Я замоталась в полотенце и прошла в комнату. Пискнул мобильник — это пришли результаты по Рэналфу. Я просила Ганича еще раз покопаться в биографии спасателя. Я не стала говорить Леониду про мою находку в ангаре, просто сослалась на предчувствие. Хотя оно как раз было на стороне спасателя, это факты были против него. Если Рэналф принадлежал к спецслужбам и работал под прикрытием, а я в этом уже не сомневалась, то это прикрытие было настолько тщательно подготовлено, что даже наш гений с первого раза не сумел ничего обнаружить. Неужели МИб настолько хороши? Но кроме фактов была еще и женская интуиция. А вот она Рэналфу симпатизировала. И вообще. Если бы сейчас мне пришлось делать ставки, кто главный злодей в нашей компании, то на спасателя я бы поставила в последнюю очередь.

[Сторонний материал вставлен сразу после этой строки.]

//! # Plugin Parameters
//!
//! The knobs the host shows for Analog Delay. Each parameter has:
//!
//! - A **unique string ID** (`#[id = "..."]`) the host uses to save and
//!   recall presets. Never change these once published.
//! - A **human-readable name**, a **range**, and a **default value**.
//! - A **value-change callback** that publishes the new value into the
//!   engine's [`SharedParameters`].
//!
//! ## Why callbacks instead of reading the params in `process()`?
//!
//! The engine keeps its own lock-free parameter store so it can run
//! without a host (benchmarks, other Rust code). The callbacks bridge the
//! two: whenever the host, the automation lane, or the editor changes a
//! value, nih-plug calls the callback, which clamps the value and stores
//! it atomically. The audio thread picks it up on its next snapshot.
//!
//! The engine does its own smoothing, so none of these parameters carry a
//! nih-plug smoother.

use std::sync::Arc;

use nih_plug::prelude::*;

use crate::dsp::param_state::{
    ParameterField, SharedParameters, MAX_DELAY_MS, MAX_LEVEL_DB, MIN_LEVEL_DB,
};

/// All user-facing parameters for the Analog Delay plugin.
#[derive(Params)]
pub struct PluginParams {
    /// The engine-side store the callbacks write into. Not a host
    /// parameter itself.
    shared: Arc<SharedParameters>,

    /// **Time** — the gap between the input and its echo.
    ///
    /// One control drives both channels' delay times. Range 0–2000 ms,
    /// default 250 ms. At 0 ms the echo lands on top of the dry signal.
    #[id = "time"]
    pub delay_time: FloatParam,

    /// **Feedback** — how much of each echo is sent back into the delay.
    ///
    /// The host range is 0–100%, but the engine holds it just below 100%
    /// so the echoes always die away.
    #[id = "fdbk"]
    pub feedback: FloatParam,

    /// **Wet Level** — level of the delayed signal, -60 to +12 dB.
    /// The bottom of the range mutes the echoes entirely.
    #[id = "wet"]
    pub wet_level: FloatParam,

    /// **Dry Level** — level of the unprocessed input, -60 to +12 dB.
    #[id = "dry"]
    pub dry_level: FloatParam,
}

impl PluginParams {
    /// Build the parameter tree with callbacks publishing into `shared`.
    pub fn new(shared: Arc<SharedParameters>) -> Self {
        Self {
            delay_time: FloatParam::new(
                "Time",
                250.0,
                FloatRange::Linear {
                    min: 0.0,
                    max: MAX_DELAY_MS,
                },
            )
            .with_unit(" ms")
            .with_step_size(1.0)
            .with_callback(publish_delay_time(&shared)),

            feedback: FloatParam::new(
                "Feedback",
                30.0,
                FloatRange::Linear {
                    min: 0.0,
                    max: 100.0,
                },
            )
            .with_unit("%")
            .with_step_size(1.0)
            .with_callback(publish(&shared, ParameterField::FeedbackPct)),

            wet_level: level_param("Wet Level", publish(&shared, ParameterField::WetLevelDb)),

            dry_level: level_param("Dry Level", publish(&shared, ParameterField::DryLevelDb)),

            shared,
        }
    }

    /// Push every current host value into the engine store.
    ///
    /// Callbacks only fire on changes, so this runs whenever the plugin is
    /// (re)initialized to pick up values restored from a preset or session.
    pub fn publish_all(&self) {
        let delay_ms = self.delay_time.value();
        self.shared.set(ParameterField::LeftDelayMs, delay_ms);
        self.shared.set(ParameterField::RightDelayMs, delay_ms);
        self.shared.set(ParameterField::FeedbackPct, self.feedback.value());
        self.shared.set(ParameterField::WetLevelDb, self.wet_level.value());
        self.shared.set(ParameterField::DryLevelDb, self.dry_level.value());
    }
}

/// A wet/dry level in dB. The floor reads "-inf" because the engine treats
/// it as silence.
fn level_param(name: &str, callback: Arc<dyn Fn(f32) + Send + Sync>) -> FloatParam {
    FloatParam::new(
        name,
        -3.0,
        FloatRange::Linear {
            min: MIN_LEVEL_DB,
            max: MAX_LEVEL_DB,
        },
    )
    .with_unit(" dB")
    .with_step_size(0.1)
    .with_value_to_string(Arc::new(|value: f32| {
        if value <= MIN_LEVEL_DB {
            String::from("-inf")
        } else {
            format!("{value:.1}")
        }
    }))
    .with_string_to_value(Arc::new(|string: &str| {
        let trimmed = string.trim().trim_end_matches("dB").trim();
        if trimmed.eq_ignore_ascii_case("-inf") {
            Some(MIN_LEVEL_DB)
        } else {
            trimmed.parse().ok()
        }
    }))
    .with_callback(callback)
}

fn publish(
    shared: &Arc<SharedParameters>,
    field: ParameterField,
) -> Arc<dyn Fn(f32) + Send + Sync> {
    let shared = Arc::clone(shared);
    Arc::new(move |value| {
        shared.set(field, value);
    })
}

/// The host exposes one time control; it sets both channels.
fn publish_delay_time(shared: &Arc<SharedParameters>) -> Arc<dyn Fn(f32) + Send + Sync> {
    let shared = Arc::clone(shared);
    Arc::new(move |value| {
        shared.set(ParameterField::LeftDelayMs, value);
        shared.set(ParameterField::RightDelayMs, value);
    })
}

#[cfg(test)]
mod tests {
    use super::*;

    #[test]
    fn test_defaults_match_engine_defaults() {
        let shared = Arc::new(SharedParameters::default());
        let params = PluginParams::new(Arc::clone(&shared));

        params.publish_all();

        let snapshot = shared.snapshot();
        assert_eq!(snapshot, crate::dsp::param_state::DelayParameters::default());
        assert_eq!(params.delay_time.value(), 250.0);
        assert_eq!(params.feedback.value(), 30.0);
    }

    #[test]
    fn test_time_callback_sets_both_channels() {
        let shared = Arc::new(SharedParameters::default());
        let callback = publish_delay_time(&shared);

        callback(640.0);

        let snapshot = shared.snapshot();
        assert_eq!(snapshot.left_delay_ms, 640.0);
        assert_eq!(snapshot.right_delay_ms, 640.0);
    }

    /// A host sending 100% feedback still leaves a decaying loop.
    #[test]
    fn test_feedback_callback_clamps() {
        let shared = Arc::new(SharedParameters::default());
        let callback = publish(&shared, ParameterField::FeedbackPct);

        callback(100.0);

        assert!(shared.get(ParameterField::FeedbackPct) < 100.0);
    }

    #[test]
    fn test_level_display_floor_is_minus_infinity() {
        let shared = Arc::new(SharedParameters::default());
        let params = PluginParams::new(shared);

        assert_eq!(params.wet_level.normalized_value_to_string(0.0, false), "-inf");
        assert_eq!(params.dry_level.string_to_normalized_value("-inf"), Some(0.0));
    }
}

Я натянула джинсы и веселенькую блузку, подкрасила лицо и отправилась в ресторан.
Время я выбрала не самое удачное — завтрак уже закончился, а до обеда было еще далеко, поэтому в зале я оказалась единственным посетителем. Местный повар соорудил мне омлет с овощами, а официант принес кофе и десерт. Быстро расправившись с омлетом, я придвинула к себе чашку. Самое время заняться делами. Я открыла сообщение Ганича и принялась читать.
Итак. Киран Рэналф, 38 лет, родился в Абердине, Шотландия. Происходит из небогатой семьи, ведущей свое начало от рода или, для Шотландии правильнее будет сказать, клана Дугласов — клана солдат, мятежников и националистов. Среди предков Рэналфа, писал Ганич, обнаружилось столько аристократов со славным прошлым, что даже английская королева могла бы лопнуть от зависти.
Ага, значит шотландец, подумала я. Так вот откуда светло-серые глаза, рыжеватые волосы, спокойная уверенность и крепко сбитая фигура, вызывающая ощущение силы и выносливости. И в довесок ко всему этому полный мешок гордости за родные холмы.
Университет Стратклайда, факультет электроники. Затем служба на военно-морской базе «Клайд» — главной военно-морской базе Шотландии. Сначала на атомной ракетной подводной лодке типа «Вэнгард», затем на лодке «Астьют», являющейся, по словам Ганича, одной из наиболее передовых субмарин в мире. Имеет награды. Два года назад вышел в отставку и начал работать в морской поисково-спасательной службе Великобритании. Не женат.
На этом факты заканчивались, начиналась лирика. Хорошо образован, умен, честен, отважен, надежен. По своим убеждениям ярый, но не воинствующий националист. Здесь Ганич опять не удержался и вставил от себя ремарку. «Прямо рыцарь без страха и упрека, настоящий герой романов Вальтера Скотта и Стивенсона, я бы на твоем месте, Уманская, уже начинал бояться», — приписал он, снабдив фразу саркастическим смешком. Я мысленно показала Ганичу кулак и вернулась к чтению.